試合は終始4年生選抜のペースで進み、10ー0の大差で快勝。この勝利で決勝リーグ1位通過を決め、優勝に向けて大きく前進しました。

福岡教育大・猪俣洸生(4年)

九州産業大・吉村航之介(4年)


▽予選リーグB/久留米大藤山球場

・第1試合
九州六大学 12-1 長崎県リーグ
 優勝候補と目された九州六大学が、その実力を存分に発揮しました。2回、長崎県立大の福田一葵(2年)から好機を作ると、福岡教育大・栗山俊翔(3年)の適時打で先制。続く3回には連打と機動力を絡めてさらにチャンスを広げ、久留米大・宮原日向(2年)がライトオーバーのランニングホームランを放つなど、一気に流れを掴みました。その後も攻撃の手を緩めず、5回までに計12得点を挙げる猛攻を見せました。
 一方、投げては福岡大の原田陽太(3年)が先発。4イニングをわずか1安打無失点に抑える完璧な投球で相手打線を寄せ付けず、投打で試合を圧倒しました。

・第2試合
南九州連盟 5-0 長崎県リーグ
 第2試合は序盤から両投手の好投で膠着状態が続きました。長崎県リーグの先発・長崎県立大・横尾文太(1年)は初回に押し出し四球で1点を失うも、その後は落ち着いた投球で2回以降無失点に抑えます。
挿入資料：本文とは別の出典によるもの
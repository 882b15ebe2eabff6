use std::sync::atomic::{AtomicBool, Ordering};
use std::sync::Arc;
use std::time::SystemTime;

use orrery::utils::task;

#[orrery_macros::runtime]
async fn runtime_with_tasks(flag: Arc<AtomicBool>) {
    task::run(async move {
        tokio::time::sleep(tokio::time::Duration::from_millis(100)).await;
        flag.store(true, Ordering::SeqCst);
    })
    .unwrap();
}

#[test]
#[serial_test::serial]
fn test_runtime_waits_for_spawned_tasks() {
    let flag = Arc::new(AtomicBool::new(false));

    let start = SystemTime::now();
    runtime_with_tasks(flag.clone());
    let duration = start.elapsed().unwrap().as_millis();

    assert!(
        flag.load(Ordering::SeqCst),
        "The spawned task completed before the runtime returned"
    );
    assert!(
        duration >= 100,
        "The runtime waited for the spawned task (took {}ms)",
        duration
    );
}

#[orrery_macros::test]
#[serial_test::serial]
async fn test_test_macro_provides_a_runtime() {
    let handler = task::run(async move {}).expect("task::run works under the test macro");
    let _ = handler.await;
}

#[orrery_macros::runtime]
async fn runtime_with_return_value() -> Result<u8, orrery::errors::Error> {
    Ok(42)
}

#[test]
#[serial_test::serial]
fn test_runtime_preserves_the_return_value() {
    assert_eq!(runtime_with_return_value().unwrap(), 42);
}
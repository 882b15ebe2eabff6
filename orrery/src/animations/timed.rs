/// Shared timing attributes for the sequencing state machines ([`Sequence`](crate::animations::Sequence)
/// and [`Sequencer`](crate::animations::Sequencer)).
///
/// `time` is the elapsed duration (in ms) within the entity: monotonic while running, and
/// reset to zero exactly at `start()` and at each loop restart.
#[derive(Clone, Debug, Default)]
pub struct Timed {
    /// Elapsed time (in ms) within this entity.
    pub(crate) time: f64,
    /// Running state.
    pub(crate) running: bool,
    /// Optional delay (in ms) before activation.
    pub(crate) start_time: Option<f64>,
    /// Optional explicit termination time (in ms).
    pub(crate) end_time: Option<f64>,
    /// Whether the entity restarts upon reaching its end time.
    pub(crate) looping: bool,
}

impl Timed {
    /// Makes the entity loop: restart from zero upon reaching `end_time`.
    pub fn loop_at(&mut self, end_time: f64) {
        self.looping = true;
        self.end_time = Some(end_time);
    }

    /// Makes the entity finish upon reaching `end_time`.
    pub fn finish_at(&mut self, end_time: f64) {
        self.end_time = Some(end_time);
    }

    /// Delays the activation of the entity until `start_time`.
    pub fn start_at(&mut self, start_time: f64) {
        self.start_time = Some(start_time);
    }

    /// Returns the explicit termination time, if any.
    pub fn get_end(&self) -> Option<f64> {
        self.end_time
    }

    /// Returns the activation delay, if any.
    pub fn get_start(&self) -> Option<f64> {
        self.start_time
    }

    /// Returns the elapsed time within this entity.
    pub fn get_time(&self) -> f64 {
        self.time
    }

    /// Checks if this entity is going to loop.
    pub fn is_loop(&self) -> bool {
        self.looping
    }

    /// Checks if this entity is running.
    pub fn is_running(&self) -> bool {
        self.running
    }
}

#[cfg(test)]
mod tests {
    use super::*;

    #[test]
    fn test_timed_defaults() {
        let timed = Timed::default();
        assert_eq!(timed.get_time(), 0.0);
        assert!(!timed.is_running());
        assert!(!timed.is_loop());
        assert_eq!(timed.get_start(), None);
        assert_eq!(timed.get_end(), None);
    }

    #[test]
    fn test_loop_at_sets_loop_and_end() {
        let mut timed = Timed::default();
        timed.loop_at(20000.0);
        assert!(timed.is_loop());
        assert_eq!(timed.get_end(), Some(20000.0));
    }

    #[test]
    fn test_finish_at_sets_end_only() {
        let mut timed = Timed::default();
        timed.finish_at(10000.0);
        assert!(!timed.is_loop());
        assert_eq!(timed.get_end(), Some(10000.0));
    }

    #[test]
    fn test_start_at_sets_delay() {
        let mut timed = Timed::default();
        timed.start_at(500.0);
        assert_eq!(timed.get_start(), Some(500.0));
    }
}
//! Drives a sequencer by hand at a fixed 60Hz and prints the node trajectory: a bubble
//! rising across the viewport while zooming in.

use orrery::animations::{Animation, Sequence, Sequencer};
use orrery::clock::TickRate;
use orrery::scene::Node;

fn main() {
    let rate = TickRate::default();

    let bubble = Node::image("bubble_0", "bubble.png");
    // Pretend the host decoded a 64x64 asset.
    bubble.on_load(64.0, 64.0);

    let sequence = Sequence::default().set_label("rising bubble");
    sequence
        .add_animation(
            Animation::translation(&bubble, 0.0, 1000.0, (400.0, 600.0), (250.0, -100.0))
                .unwrap()
                .set_loop(false),
        )
        .unwrap();
    sequence
        .add_animation(
            Animation::zoom(&bubble, 0.0, 1000.0, 0.2, 1.2)
                .unwrap()
                .set_loop(false),
        )
        .unwrap();

    let sequencer = Sequencer::default();
    sequencer.add(&sequence);
    sequencer.start();

    for tick in 0..=62 {
        sequencer.update(rate.interval());
        if tick % 10 == 0 {
            let (x, y) = bubble.get_position();
            let (width, height) = bubble.get_size();
            println!(
                "t={:>6.1}ms position=({:>5.1}, {:>6.1}) size={:.0}x{:.0}",
                sequencer.get_time(),
                x,
                y,
                width,
                height
            );
        }
    }

    println!("sequence finished: {}", sequence.is_finished());
}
一方、南九州連盟の先発・鹿児島大医学部・堤隆之介(6年)は圧巻の投球を披露し、相手に三塁を踏ませぬ完璧な内容。
 試合が動いたのは6回。南九州の宮崎大医学部・竹内壮吾(4年)がレフトスタンドへソロホームランを放ち、貴重な追加点を奪うと、その後も7回・8回と着実に加点しリードを広げました。
 堤は最後まで安定した投球を続け、118球で完封勝利。南九州連盟が投打で長崎県リーグを上回り、勝利を収めました。

・第3試合
九州六大学 10-4 南九州連盟
 第3試合は序盤から九州六大学が攻勢をかけました。初回、福岡教育大・高橋悠悟(3年)が安打と盗塁で好機を作ると、九州大・武澤颯大(3年)の三塁打で先制。その後もこの回に2点を追加し、試合の主導権を握ります。
 しかし6回、南九州連盟も反撃。九州六大学3番手の佐賀大・甲斐隼(3年)を攻め立て、前の試合で本塁打を放った宮崎大医学部・竹内壮吾(4年)、鹿児島大医学部・田中太朗(4年)の適時打で同点に追いつきます。
 追いつかれた九州六大学はその裏、主将・大田風祐(西南大・3年)の三塁打から好機を作り、福岡大・藤井啓輔(2年)のタイムリーで勝ち越し。その後も得点を重ね、最終的に10得点を奪い、激しい打撃戦を制しました。
 これにより、6日の決勝リーグへは、九州六大学と4年生選抜が進出。医歯薬連盟と南九州連盟が3位決定戦。福岡県リーグと長崎県リーグが5位決定戦へと進みます。